Repeat every line of the material, character for character.

▬▬▬▬▬▬▬▬▬▬

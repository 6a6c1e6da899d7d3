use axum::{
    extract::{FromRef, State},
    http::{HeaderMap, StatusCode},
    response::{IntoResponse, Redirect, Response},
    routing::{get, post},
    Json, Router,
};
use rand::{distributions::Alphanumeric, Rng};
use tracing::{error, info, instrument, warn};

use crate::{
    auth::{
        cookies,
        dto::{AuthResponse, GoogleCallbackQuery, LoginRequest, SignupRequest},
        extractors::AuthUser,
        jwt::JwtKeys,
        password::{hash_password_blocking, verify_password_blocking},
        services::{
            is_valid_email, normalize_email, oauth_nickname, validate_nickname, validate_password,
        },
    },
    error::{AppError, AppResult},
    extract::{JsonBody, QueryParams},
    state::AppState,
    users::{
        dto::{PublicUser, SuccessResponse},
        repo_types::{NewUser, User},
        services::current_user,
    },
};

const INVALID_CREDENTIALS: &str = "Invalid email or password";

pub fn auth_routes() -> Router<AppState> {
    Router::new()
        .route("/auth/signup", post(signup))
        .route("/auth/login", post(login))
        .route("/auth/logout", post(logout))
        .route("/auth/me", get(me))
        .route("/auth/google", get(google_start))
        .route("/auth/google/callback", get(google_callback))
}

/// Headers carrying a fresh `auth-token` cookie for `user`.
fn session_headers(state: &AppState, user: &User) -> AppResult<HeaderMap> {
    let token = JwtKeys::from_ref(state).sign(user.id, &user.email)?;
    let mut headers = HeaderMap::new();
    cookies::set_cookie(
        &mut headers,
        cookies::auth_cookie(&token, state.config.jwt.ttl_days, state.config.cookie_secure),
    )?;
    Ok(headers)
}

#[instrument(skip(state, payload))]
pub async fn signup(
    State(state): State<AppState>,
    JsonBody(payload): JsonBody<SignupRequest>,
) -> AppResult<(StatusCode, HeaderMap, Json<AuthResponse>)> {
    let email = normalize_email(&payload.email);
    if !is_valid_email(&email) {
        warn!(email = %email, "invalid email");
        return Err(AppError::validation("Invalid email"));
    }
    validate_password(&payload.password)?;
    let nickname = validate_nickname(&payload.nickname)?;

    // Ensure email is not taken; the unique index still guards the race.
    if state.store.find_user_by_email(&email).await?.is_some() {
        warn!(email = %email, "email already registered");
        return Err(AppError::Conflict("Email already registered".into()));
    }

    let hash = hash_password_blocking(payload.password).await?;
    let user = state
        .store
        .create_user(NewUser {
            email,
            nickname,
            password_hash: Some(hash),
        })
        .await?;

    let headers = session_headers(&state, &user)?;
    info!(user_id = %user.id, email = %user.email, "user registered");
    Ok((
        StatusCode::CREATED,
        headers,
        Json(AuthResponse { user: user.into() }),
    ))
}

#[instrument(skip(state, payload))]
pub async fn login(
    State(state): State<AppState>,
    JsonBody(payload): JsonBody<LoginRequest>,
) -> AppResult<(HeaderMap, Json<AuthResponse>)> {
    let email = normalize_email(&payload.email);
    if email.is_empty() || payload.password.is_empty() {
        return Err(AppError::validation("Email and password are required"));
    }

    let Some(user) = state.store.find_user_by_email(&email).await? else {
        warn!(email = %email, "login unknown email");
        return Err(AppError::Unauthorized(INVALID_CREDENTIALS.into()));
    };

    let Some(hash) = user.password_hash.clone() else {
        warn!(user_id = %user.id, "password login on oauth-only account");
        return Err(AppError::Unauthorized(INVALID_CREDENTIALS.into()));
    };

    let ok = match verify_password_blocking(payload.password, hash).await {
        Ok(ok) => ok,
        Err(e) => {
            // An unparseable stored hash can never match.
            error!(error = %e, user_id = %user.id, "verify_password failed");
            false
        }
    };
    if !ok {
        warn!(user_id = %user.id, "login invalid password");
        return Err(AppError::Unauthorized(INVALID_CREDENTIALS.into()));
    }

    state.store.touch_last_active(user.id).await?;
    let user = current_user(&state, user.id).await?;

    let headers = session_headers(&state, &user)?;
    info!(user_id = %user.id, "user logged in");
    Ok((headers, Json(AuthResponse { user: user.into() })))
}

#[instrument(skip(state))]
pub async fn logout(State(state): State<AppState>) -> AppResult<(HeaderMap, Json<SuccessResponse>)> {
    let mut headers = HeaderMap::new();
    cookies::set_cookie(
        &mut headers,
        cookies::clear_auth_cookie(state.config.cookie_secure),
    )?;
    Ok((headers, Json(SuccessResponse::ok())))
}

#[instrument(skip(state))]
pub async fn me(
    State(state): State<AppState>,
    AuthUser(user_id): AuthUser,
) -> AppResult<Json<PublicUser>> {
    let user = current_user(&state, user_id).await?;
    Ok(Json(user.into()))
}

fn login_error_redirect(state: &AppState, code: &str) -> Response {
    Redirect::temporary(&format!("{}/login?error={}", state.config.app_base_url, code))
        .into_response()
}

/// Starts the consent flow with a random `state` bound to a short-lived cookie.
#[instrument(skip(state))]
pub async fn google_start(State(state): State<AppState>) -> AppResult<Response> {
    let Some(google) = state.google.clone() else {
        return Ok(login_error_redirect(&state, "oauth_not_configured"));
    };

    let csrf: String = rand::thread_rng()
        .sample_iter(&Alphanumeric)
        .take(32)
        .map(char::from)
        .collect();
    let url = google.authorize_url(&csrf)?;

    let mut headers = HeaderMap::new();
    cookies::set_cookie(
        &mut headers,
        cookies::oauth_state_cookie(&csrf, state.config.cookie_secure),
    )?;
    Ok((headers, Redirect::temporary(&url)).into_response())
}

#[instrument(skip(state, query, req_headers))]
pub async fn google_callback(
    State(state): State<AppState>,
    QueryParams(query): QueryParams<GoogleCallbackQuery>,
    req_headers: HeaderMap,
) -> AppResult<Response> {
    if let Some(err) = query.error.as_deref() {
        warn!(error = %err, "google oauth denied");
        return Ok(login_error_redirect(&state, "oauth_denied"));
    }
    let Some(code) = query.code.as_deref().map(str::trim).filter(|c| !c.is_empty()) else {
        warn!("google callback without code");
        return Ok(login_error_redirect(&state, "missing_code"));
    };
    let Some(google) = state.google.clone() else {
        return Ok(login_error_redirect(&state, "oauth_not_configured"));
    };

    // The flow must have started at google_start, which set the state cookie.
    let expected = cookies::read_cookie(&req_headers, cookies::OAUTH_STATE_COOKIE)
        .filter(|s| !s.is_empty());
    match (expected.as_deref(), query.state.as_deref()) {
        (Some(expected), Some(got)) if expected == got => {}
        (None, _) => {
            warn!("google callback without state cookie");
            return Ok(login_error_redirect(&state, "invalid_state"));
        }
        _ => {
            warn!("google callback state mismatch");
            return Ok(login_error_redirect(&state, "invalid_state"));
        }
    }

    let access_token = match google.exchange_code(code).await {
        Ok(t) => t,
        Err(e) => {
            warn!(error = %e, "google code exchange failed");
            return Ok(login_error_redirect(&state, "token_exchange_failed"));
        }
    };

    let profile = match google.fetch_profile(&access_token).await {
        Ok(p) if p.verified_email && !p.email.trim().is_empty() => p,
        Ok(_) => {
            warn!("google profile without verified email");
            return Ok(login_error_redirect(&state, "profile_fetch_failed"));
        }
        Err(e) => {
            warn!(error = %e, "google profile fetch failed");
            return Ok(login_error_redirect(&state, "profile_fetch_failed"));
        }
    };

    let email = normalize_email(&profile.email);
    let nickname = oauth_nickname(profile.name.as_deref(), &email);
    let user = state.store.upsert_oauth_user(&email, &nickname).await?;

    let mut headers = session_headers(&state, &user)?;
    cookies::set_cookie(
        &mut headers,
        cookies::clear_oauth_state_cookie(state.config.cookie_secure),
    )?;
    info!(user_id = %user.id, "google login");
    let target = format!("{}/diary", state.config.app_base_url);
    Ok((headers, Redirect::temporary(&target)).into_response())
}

▬▬▬▬▬▬▬▬▬▬

■ Reply to the exercise ■
repository 6a6c1e6da899d7d3
use axum::{
    extract::{FromRef, State},
    http::{HeaderMap, StatusCode},
    response::{IntoResponse, Redirect, Response},
    routing::{get, post},
    Json, Router,
};
use rand::{distributions::Alphanumeric, Rng};
use tracing::{error, info, instrument, warn};

use crate::{
    auth::{
        cookies,
        dto::{AuthResponse, GoogleCallbackQuery, LoginRequest, SignupRequest},
        extractors::AuthUser,
        jwt::JwtKeys,
        password::{hash_password_blocking, verify_password_blocking},
        services::{
            is_valid_email, normalize_email, oauth_nickname, validate_nickname, validate_password,
        },
    },
    error::{AppError, AppResult},
    extract::{JsonBody, QueryParams},
    state::AppState,
    users::{
        dto::{PublicUser, SuccessResponse},
        repo_types::{NewUser, User},
        services::current_user,
    },
};

const INVALID_CREDENTIALS: &str = "Invalid email or password";

pub fn auth_routes() -> Router<AppState> {
    Router::new()
        .route("/auth/signup", post(signup))
        .route("/auth/login", post(login))
        .route("/auth/logout", post(logout))
        .route("/auth/me", get(me))
        .route("/auth/google", get(google_start))
        .route("/auth/google/callback", get(google_callback))
}

/// Headers carrying a fresh `auth-token` cookie for `user`.
fn session_headers(state: &AppState, user: &User) -> AppResult<HeaderMap> {
    let token = JwtKeys::from_ref(state).sign(user.id, &user.email)?;
    let mut headers = HeaderMap::new();
    cookies::set_cookie(
        &mut headers,
        cookies::auth_cookie(&token, state.config.jwt.ttl_days, state.config.cookie_secure),
    )?;
    Ok(headers)
}

#[instrument(skip(state, payload))]
pub async fn signup(
    State(state): State<AppState>,
    JsonBody(payload): JsonBody<SignupRequest>,
) -> AppResult<(StatusCode, HeaderMap, Json<AuthResponse>)> {
    let email = normalize_email(&payload.email);
    if !is_valid_email(&email) {
        warn!(email = %email, "invalid email");
        return Err(AppError::validation("Invalid email"));
    }
    validate_password(&payload.password)?;
    let nickname = validate_nickname(&payload.nickname)?;

    // Ensure email is not taken; the unique index still guards the race.
    if state.store.find_user_by_email(&email).await?.is_some() {
        warn!(email = %email, "email already registered");
        return Err(AppError::Conflict("Email already registered".into()));
    }

    let hash = hash_password_blocking(payload.password).await?;
    let user = state
        .store
        .create_user(NewUser {
            email,
            nickname,
            password_hash: Some(hash),
        })
        .await?;

    let headers = session_headers(&state, &user)?;
    info!(user_id = %user.id, email = %user.email, "user registered");
    Ok((
        StatusCode::CREATED,
        headers,
        Json(AuthResponse { user: user.into() }),
    ))
}

#[instrument(skip(state, payload))]
pub async fn login(
    State(state): State<AppState>,
    JsonBody(payload): JsonBody<LoginRequest>,
) -> AppResult<(HeaderMap, Json<AuthResponse>)> {
    let email = normalize_email(&payload.email);
    if email.is_empty() || payload.password.is_empty() {
        return Err(AppError::validation("Email and password are required"));
    }

    let Some(user) = state.store.find_user_by_email(&email).await? else {
        warn!(email = %email, "login unknown email");
        return Err(AppError::Unauthorized(INVALID_CREDENTIALS.into()));
    };

    let Some(hash) = user.password_hash.clone() else {
        warn!(user_id = %user.id, "password login on oauth-only account");
        return Err(AppError::Unauthorized(INVALID_CREDENTIALS.into()));
    };

    let ok = match verify_password_blocking(payload.password, hash).await {
        Ok(ok) => ok,
        Err(e) => {
            // An unparseable stored hash can never match.
            error!(error = %e, user_id = %user.id, "verify_password failed");
            false
        }
    };
    if !ok {
        warn!(user_id = %user.id, "login invalid password");
        return Err(AppError::Unauthorized(INVALID_CREDENTIALS.into()));
    }

    state.store.touch_last_active(user.id).await?;
    let user = current_user(&state, user.id).await?;

    let headers = session_headers(&state, &user)?;
    info!(user_id = %user.id, "user logged in");
    Ok((headers, Json(AuthResponse { user: user.into() })))
}

#[instrument(skip(state))]
pub async fn logout(State(state): State<AppState>) -> AppResult<(HeaderMap, Json<SuccessResponse>)> {
    let mut headers = HeaderMap::new();
    cookies::set_cookie(
        &mut headers,
        cookies::clear_auth_cookie(state.config.cookie_secure),
    )?;
    Ok((headers, Json(SuccessResponse::ok())))
}

#[instrument(skip(state))]
pub async fn me(
    State(state): State<AppState>,
    AuthUser(user_id): AuthUser,
) -> AppResult<Json<PublicUser>> {
    let user = current_user(&state, user_id).await?;
    Ok(Json(user.into()))
}

fn login_error_redirect(state: &AppState, code: &str) -> Response {
    Redirect::temporary(&format!("{}/login?error={}", state.config.app_base_url, code))
        .into_response()
}

/// Starts the consent flow with a random `state` bound to a short-lived cookie.
#[instrument(skip(state))]
pub async fn google_start(State(state): State<AppState>) -> AppResult<Response> {
    let Some(google) = state.google.clone() else {
        return Ok(login_error_redirect(&state, "oauth_not_configured"));
    };

    let csrf: String = rand::thread_rng()
        .sample_iter(&Alphanumeric)
        .take(32)
        .map(char::from)
        .collect();
    let url = google.authorize_url(&csrf)?;

    let mut headers = HeaderMap::new();
    cookies::set_cookie(
        &mut headers,
        cookies::oauth_state_cookie(&csrf, state.config.cookie_secure),
    )?;
    Ok((headers, Redirect::temporary(&url)).into_response())
}

#[instrument(skip(state, query, req_headers))]
pub async fn google_callback(
    State(state): State<AppState>,
    QueryParams(query): QueryParams<GoogleCallbackQuery>,
    req_headers: HeaderMap,
) -> AppResult<Response> {
    if let Some(err) = query.error.as_deref() {
        warn!(error = %err, "google oauth denied");
        return Ok(login_error_redirect(&state, "oauth_denied"));
    }
    let Some(code) = query.code.as_deref().map(str::trim).filter(|c| !c.is_empty()) else {
        warn!("google callback without code");
        return Ok(login_error_redirect(&state, "missing_code"));
    };
    let Some(google) = state.google.clone() else {
        return Ok(login_error_redirect(&state, "oauth_not_configured"));
    };

    // The flow must have started at google_start, which set the state cookie.
    let expected = cookies::read_cookie(&req_headers, cookies::OAUTH_STATE_COOKIE)
        .filter(|s| !s.is_empty());
    match (expected.as_deref(), query.state.as_deref()) {
        (Some(expected), Some(got)) if expected == got => {}
        (None, _) => {
            warn!("google callback without state cookie");
            return Ok(login_error_redirect(&state, "invalid_state"));
        }
        _ => {
            warn!("google callback state mismatch");
            return Ok(login_error_redirect(&state, "invalid_state"));
        }
    }

    let access_token = match google.exchange_code(code).await {
        Ok(t) => t,
        Err(e) => {
            warn!(error = %e, "google code exchange failed");
            return Ok(login_error_redirect(&state, "token_exchange_failed"));
        }
    };

    let profile = match google.fetch_profile(&access_token).await {
        Ok(p) if p.verified_email && !p.email.trim().is_empty() => p,
        Ok(_) => {
            warn!("google profile without verified email");
            return Ok(login_error_redirect(&state, "profile_fetch_failed"));
        }
        Err(e) => {
            warn!(error = %e, "google profile fetch failed");
            return Ok(login_error_redirect(&state, "profile_fetch_failed"));
        }
    };

    let email = normalize_email(&profile.email);
    let nickname = oauth_nickname(profile.name.as_deref(), &email);
    let user = state.store.upsert_oauth_user(&email, &nickname).await?;

    let mut headers = session_headers(&state, &user)?;
    cookies::set_cookie(
        &mut headers,
        cookies::clear_oauth_state_cookie(state.config.cookie_secure),
    )?;
    info!(user_id = %user.id, "google login");
    let target = format!("{}/diary", state.config.app_base_url);
    Ok((headers, Redirect::temporary(&target)).into_response())
}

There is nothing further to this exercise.